Maybe you’ve heard of King Henry VIII’s tendency to blame his wives for giving birth to baby girls instead of male heirs. That the sex of a baby is somehow a mom’s fault is a belief that’s cropped up in a number of pre-scientific societies. It’s total bull, of course. The sex of babies is random. For those conceiving in the old fashioned manner, there’s no way to control the outcome.
Most of us have come a long way since the days of blaming queens for having princesses. Still, we may be prone to a modern version of the belief, according to a fascinating opinion piece in published in Nature last week. In modern times, the problem comes from overstating the results of certain scientific studies and over-emphasizing the need for women to make the all right choices while they’re pregnant … or risk dooming their children to failure and ill health later in life. One hot new field of science seems ripe for taking things too far, warn the Nature authors, a team of historians and epidemiologists.
The field is epigenetics, which has recently uncovered the way parents’ experiences, such as falling ill or surviving a famine, may influence the traits they pass on to their children. One famous epigenetic study found that adults who had been fetuses during a Nazi-imposed famine in the Netherlands had more sparse packaging around some of their genes compared to their siblings who were conceived before or after the famine. Before studies like the Dutch Hunger Winter study, researchers thought the only traits parents could pass onto their children were things encoded in their genes. Now, scientists know, an adult’s experiences may alter inheritable molecules that are attached to his or her DNA, but aren’t actually a part of the genome.
Epigenetics studies expand what scientists understand about human genetics. It’s a very cool field. It’s gathered some media attention, as the Nature piece noted, which is a great opportunity to teach general readers more about genetics. However, the field is not ready to offer lessons on how to live healthfully, the Nature authors wrote. Nevertheless, the team found several news reports about epigenetics that include news-you-can-use takeaways aimed at pregnant women, with the idea that their choices may create epigenetic effects. The Nature essay offers an example line, from a news report about an epigenetics study conducted in mice: “Pregnancy should be a time to double-down on healthful eating if you want to avoid setting up your unborn child for a lifetime of wrestling with obesity.”

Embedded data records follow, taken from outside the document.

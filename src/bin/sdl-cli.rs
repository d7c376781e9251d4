//! SDL CLI - Command-line interface for the SDL engine
//!
//! Loads a file, selects a system and runs its analyses, or evaluates ad-hoc
//! targets and predicates against it.

use anyhow::{Context, Result, bail};
use clap::{Parser, Subcommand};
use sdl::runtime::{AnalysisReport, EngineConfig, Session};
use std::path::{Path, PathBuf};
use std::process::ExitCode;

#[derive(Parser)]
#[command(name = "sdl")]
#[command(about = "Analytic availability and latency engine for the System Design Language", long_about = None)]
struct Cli {
    /// Engine configuration file (JSON)
    #[arg(short, long)]
    config: Option<PathBuf>,

    /// Latency high-water mark (overrides the config file)
    #[arg(long)]
    latency_high: Option<usize>,

    /// Latency low-water mark (overrides the config file)
    #[arg(long)]
    latency_low: Option<usize>,

    /// Print reports as JSON
    #[arg(long)]
    json: bool,

    #[command(subcommand)]
    command: Commands,
}

#[derive(Subcommand)]
enum Commands {
    /// Type-check a file and list its systems
    Check {
        /// SDL file
        file: PathBuf,
    },

    /// Run every analyze block of a system
    Run {
        /// SDL file
        file: PathBuf,

        /// System to instantiate
        system: String,

        /// Parameter overrides applied before analysis (instance.param=expr)
        #[arg(long = "set", value_name = "INSTANCE.PARAM=EXPR")]
        sets: Vec<String>,
    },

    /// Analyze one target expression
    Analyze {
        /// SDL file
        file: PathBuf,

        /// System to instantiate
        system: String,

        /// Target expression, e.g. `disk.Read()`
        target: String,

        /// Predicates to check, e.g. `p99 < 50ms`
        #[arg(long = "expect")]
        expectations: Vec<String>,

        /// Parameter overrides applied before analysis (instance.param=expr)
        #[arg(long = "set", value_name = "INSTANCE.PARAM=EXPR")]
        sets: Vec<String>,
    },
}

fn main() -> ExitCode {
    // Initialize tracing
    tracing_subscriber::fmt()
        .with_env_filter(
            tracing_subscriber::EnvFilter::from_default_env()
                .add_directive(tracing::Level::INFO.into()),
        )
        .with_writer(std::io::stderr)
        .init();

    match run(Cli::parse()) {
        Ok(true) => ExitCode::SUCCESS,
        Ok(false) => ExitCode::FAILURE,
        Err(err) => {
            eprintln!("error: {err:#}");
            ExitCode::FAILURE
        }
    }
}

fn engine_config(cli: &Cli) -> Result<EngineConfig> {
    let mut config = match &cli.config {
        Some(path) => EngineConfig::load(path)
            .with_context(|| format!("Failed to load configuration {}", path.display()))?,
        None => EngineConfig::default(),
    };
    if let Some(high) = cli.latency_high {
        config.latency_high = high;
    }
    if let Some(low) = cli.latency_low {
        config.latency_low = low;
    }
    config.validate()?;
    Ok(config)
}

fn open(cli: &Cli, file: &Path, system: &str, sets: &[String]) -> Result<Session> {
    let mut session = Session::new(engine_config(cli)?);
    session.load(file)?;
    session.use_system(system)?;
    for assignment in sets {
        let Some((path, expr)) = assignment.split_once('=') else {
            bail!("expected INSTANCE.PARAM=EXPR, got '{assignment}'");
        };
        session.set(path.trim(), expr.trim())?;
    }
    Ok(session)
}

/// Returns whether every analysis and expectation passed.
fn run(cli: Cli) -> Result<bool> {
    match &cli.command {
        Commands::Check { file } => {
            let mut session = Session::new(engine_config(&cli)?);
            let loaded = session.load(file)?;
            println!("{}: ok", file.display());
            for name in loaded.system_names() {
                println!("  system {name}");
            }
            Ok(true)
        }

        Commands::Run { file, system, sets } => {
            let session = open(&cli, file, system, sets)?;
            let reports = session.run_analyses()?;
            if cli.json {
                println!("{}", serde_json::to_string_pretty(&reports)?);
            } else {
                for report in &reports {
                    print_report(report);
                }
            }
            Ok(reports.iter().all(AnalysisReport::passed))
        }

        Commands::Analyze {
            file,
            system,
            target,
            expectations,
            sets,
        } => {
            let session = open(&cli, file, system, sets)?;
            let report = match session.analyze(target) {
                Ok(result) => {
                    let outcomes = expectations
                        .iter()
                        .map(|predicate| session.expect(&result, predicate))
                        .collect::<sdl::runtime::Result<Vec<_>>>()?;
                    AnalysisReport {
                        name: target.clone(),
                        result: Some(result),
                        expectations: outcomes,
                        error: None,
                    }
                }
                Err(err) => AnalysisReport {
                    name: target.clone(),
                    result: None,
                    expectations: Vec::new(),
                    error: Some(err.to_string()),
                },
            };
            if cli.json {
                println!("{}", serde_json::to_string_pretty(&report)?);
            } else {
                print_report(&report);
            }
            Ok(report.passed())
        }
    }
}

fn print_report(report: &AnalysisReport) {
    println!("{}:", report.name);
    if let Some(error) = &report.error {
        println!("  error: {error}");
    }
    if let Some(result) = &report.result {
        for (metric, value) in &result.metrics {
            if metric == "availability" {
                println!("  {metric:<12} {value:.6}");
            } else {
                println!("  {metric:<12} {:.3} ms", value * 1000.0);
            }
        }
    }
    for outcome in &report.expectations {
        let status = if outcome.passed { "PASS" } else { "FAIL" };
        match (&outcome.actual, &outcome.error) {
            (Some(actual), _) => println!("  [{status}] {} (actual {actual:.6})", outcome.clause),
            (None, Some(error)) => println!("  [{status}] {} ({error})", outcome.clause),
            (None, None) => println!("  [{status}] {}", outcome.clause),
        }
    }
}
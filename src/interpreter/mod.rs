//! SDL front end and evaluators.
//!
//! Source text is tokenized and parsed into an AST, declarations are
//! registered per file and type-checked, and evaluation runs in two stages:
//! Stage 1 lowers the AST into an operator tree that keeps every choice point,
//! sequence and parallel join symbolic; Stage 2 collapses that tree into one
//! joint state, bounding distribution sizes as it goes.

/// Value aggregators applied when joining futures.
pub mod aggregator;
/// Abstract syntax tree definitions.
pub mod ast;
/// Stage-1 lowering from AST to operator tree.
pub mod builder;
/// Lexical runtime scopes.
pub mod frame;
/// Bidirectional type inference.
pub mod infer;
/// Operator-tree intermediate representation.
pub mod ir;
/// Tokenizer.
pub mod lexer;
/// Recursive-descent parser.
pub mod parser;
/// Stage-2 evaluation of operator trees.
pub mod runtime;
/// File-scope declaration registry and type scopes.
pub mod scope;
/// Joint value/latency states and their composition rules.
pub mod state;
/// Static types.
pub mod types;
/// Runtime values.
pub mod value;

pub use aggregator::AggregatorKind;
pub use ast::{BinaryOp, Expr, File, UnaryOp};
pub use builder::Lowerer;
pub use frame::{Binding, Frame};
pub use infer::check_file;
pub use ir::OpNode;
pub use parser::{parse_expect_clause, parse_expr, parse_file};
pub use runtime::{TreeEvaluator, Vm};
pub use scope::{FileEnv, Symbol};
pub use state::{JointState, ReductionPolicy};
pub use types::Type;
pub use value::Value;

use serde::{Deserialize, Serialize};
use std::fmt;
use thiserror::Error;

/// One-based line/column source position.
#[derive(Debug, Clone, Copy, Default, PartialEq, Eq, PartialOrd, Ord, Hash, Serialize, Deserialize)]
pub struct Pos {
    /// Line number (1-based; 0 when unknown).
    pub line: u32,
    /// Column number (1-based; 0 when unknown).
    pub col: u32,
}

impl Pos {
    /// Construct a position.
    pub const fn new(line: u32, col: u32) -> Self {
        Self { line, col }
    }
}

impl fmt::Display for Pos {
    fn fmt(&self, f: &mut fmt::Formatter<'_>) -> fmt::Result {
        write!(f, "{}:{}", self.line, self.col)
    }
}

/// Syntax error with its location.
#[derive(Debug, Clone, PartialEq, Eq, Error)]
#[error("{file}:{pos}: {message}")]
pub struct ParseError {
    /// File the error occurred in.
    pub file: String,
    /// Offending position.
    pub pos: Pos,
    /// One-line description.
    pub message: String,
}

impl ParseError {
    /// Construct a parse error.
    pub fn new(file: &str, pos: Pos, message: impl Into<String>) -> Self {
        Self {
            file: file.to_string(),
            pos,
            message: message.into(),
        }
    }
}
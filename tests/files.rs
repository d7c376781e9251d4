//! Loading systems and engine settings from disk.

use std::fs;
use std::path::{Path, PathBuf};

use sdl::runtime::{EngineConfig, LoadError, SdlError, Session};
use tempfile::TempDir;

fn write(dir: &Path, name: &str, text: &str) -> PathBuf {
    let path = dir.join(name);
    if let Some(parent) = path.parent() {
        fs::create_dir_all(parent).unwrap();
    }
    fs::write(&path, text).unwrap();
    path
}

const DISK: &str = r#"
    component Disk {
        param FailureProb: float = 0.01;
        method Read(): bool {
            distribute {
                FailureProb => { delay 10s; return false }
                default => { delay 10ms; return true }
            }
        }
    }
"#;

#[test]
fn systems_run_their_analyses_across_imports() {
    let temp = TempDir::new().unwrap();
    write(temp.path(), "components/disk.sdl", DISK);
    let main = write(
        temp.path(),
        "main.sdl",
        r#"
        import Disk from "components/disk";
        system Storage {
            instance disk: Disk;
            analyze read = disk.Read() expect { availability >= 0.98; read.p50 <= 10ms; };
        }
        "#,
    );

    let mut session = Session::default();
    let loaded = session.load(&main).unwrap();
    assert_eq!(loaded.system_names(), vec!["Storage".to_string()]);
    assert_eq!(loaded.imports().len(), 1);

    session.use_system("Storage").unwrap();
    let reports = session.run_analyses().unwrap();
    assert_eq!(reports.len(), 1);
    assert!(reports[0].passed(), "{:?}", reports[0]);
    assert_eq!(reports[0].expectations.len(), 2);
}

#[test]
fn reloading_replaces_the_selected_system() {
    let temp = TempDir::new().unwrap();
    let main = write(temp.path(), "main.sdl", &format!("{DISK} system A {{ instance d: Disk; }}"));
    let mut session = Session::default();
    session.load(&main).unwrap();
    session.use_system("A").unwrap();
    assert!(session.system().is_some());

    session.load(&main).unwrap();
    assert!(session.system().is_none());
    assert!(matches!(session.analyze("d.Read()"), Err(SdlError::Session(_))));
}

#[test]
fn missing_files_are_load_errors() {
    let temp = TempDir::new().unwrap();
    let err = Session::default().load(&temp.path().join("absent.sdl")).unwrap_err();
    assert!(matches!(err, SdlError::Load(LoadError::Io { .. })), "{err}");
}

#[test]
fn engine_settings_load_from_json() {
    let temp = TempDir::new().unwrap();
    let path = write(temp.path(), "engine.json", r#"{ "latency_high": 40, "latency_low": 20 }"#);
    let config = EngineConfig::load(&path).unwrap();
    assert_eq!(config.latency_high, 40);
    assert_eq!(config.latency_low, 20);
    assert_eq!(config.max_call_depth, EngineConfig::default().max_call_depth);

    let policy = config.reduction_policy();
    assert_eq!(policy.latency.high, 40);
    assert_eq!(policy.latency.low, 20);
}

#[test]
fn inverted_water_marks_are_rejected() {
    let temp = TempDir::new().unwrap();
    let path = write(temp.path(), "engine.json", r#"{ "latency_high": 4, "latency_low": 8 }"#);
    let err = EngineConfig::load(&path).unwrap_err();
    assert!(matches!(err, SdlError::Config(_)), "{err}");
}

Okay, so eating healthy during pregnancy is probably a good thing. An expectant mom’s obstetrician is going to tell her to do that, anyway. Still, the Nature authors worry that such warnings may turn into something more sinister. “We’re worried that these kinds of claims could contribute to increased regulation and surveillance over women’s everyday behaviors,” the lead author, Sarah Richardson, says in a Nature podcast.
The essay points to the “crack baby” scare of the 1980s and 1990s, since which more than 400 women have been criminally prosecuted for smoking crack cocaine while pregnant. The legal action arose after small studies found babies born to addicted mothers were smaller than average and experienced symptoms such as tremors. Long-term follow-up studies have since found “crack babies” don’t seem to end up much worse off than peers who experience the same levels of poverty and instability. Their mothers were prosecuted when the slightest of evidence suggested they were harming their babies, long before more solid science rolled in.
Meanwhile, the effects epigenetics studies find are usually small, such as increased risks of just a few percentage points. They’re often preliminary, awaiting others to replicate their findings. They often study behaviors that are less obviously risky than crack-smoking, or experiences that the study participants couldn’t escape, such as trauma or famine. Our health takeaway from this? You should probably listen to your doctor, but don’t worry about the epigenetic stuff. It’s natural for societies to stress out a lot about pregnant ladies and to come up with funny explanations for outcomes that are beyond anyone’s control. That doesn’t make those explanations meaningful or true.